A company that manufactures video cameras produces a basic model and a deluxe model. Over the past year, \(40 \%\) of the cameras sold have been the basic model. Of those buying the basic model, \(30 \%\) purchase an extended warranty, whereas \(50 \%\) of all purchasers of the deluxe model buy an extended warranty.

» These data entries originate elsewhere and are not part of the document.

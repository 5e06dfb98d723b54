use kawara::{Evaluator, FrameIndex, Show};

fn main() -> anyhow::Result<()> {
    tracing_subscriber::fmt::init();

    let s = include_str!("../tests/data/news_show.json");
    let show: Show = serde_json::from_str(s)?;
    let eval = Evaluator::new(&show)?;

    for f in [0u64, 60, 200, 640, 700, 1440, 1700] {
        let scene = eval.evaluate(FrameIndex(f))?;
        let digest = eval.fingerprint(FrameIndex(f))?;
        println!(
            "frame {f}: {} nodes, {} cues, {}",
            scene.nodes.len(),
            scene.audio.len(),
            digest.to_hex()
        );
    }

    Ok(())
}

If you learn that a randomly selected purchaser bought an extended warranty, what is the probability that he or she has a basic model?

Short Answer

Expert verified
The probability that a randomly selected purchaser bought a basic model given that they bought an extended warranty is approximately \(0.2857\) or \(28.57\% \).

Step by step solution

01

Understanding the Problem Statement

Let's denote \(B\) for the event 'purchaser bought a basic model' and \(W\) for the event 'purchaser bought an extended warranty'. We know from the problem that \(P(B) = 0.4\) (probability that a purchaser bought a basic model), \(P(W|B) = 0.3\) (probability that a purchaser bought an extended warranty given a basic model was bought), \(P(W|B') = 0.5\) (probability that a purchaser bought an extended warranty given a deluxe model was bought). The task is to find \(P(B|W)\) (probability that a purchaser bought a basic model given an extended warranty was bought).
02

Use of Total Probability Theorem

First, we need to find \(P(W)\), the probability that a purchaser bought an extended warranty. We use total probability theorem here, \(P(W) = P(W and B) + P(W and B') = P(W|B)P(B) + P(W|B')P(B') = 0.3 * 0.4 + 0.5 * 0.6 = 0.12 + 0.3 = 0.42.
03

Use of Bayes' Theorem

Next, we use Bayes' theorem to calculate the conditional probability \(P(B|W)\). The formula for Bayes' theorem is \(P(B|W) = {P(W|B)P(B)}/{P(W)} = {0.3*0.4}/{0.42} ~= 0.2857.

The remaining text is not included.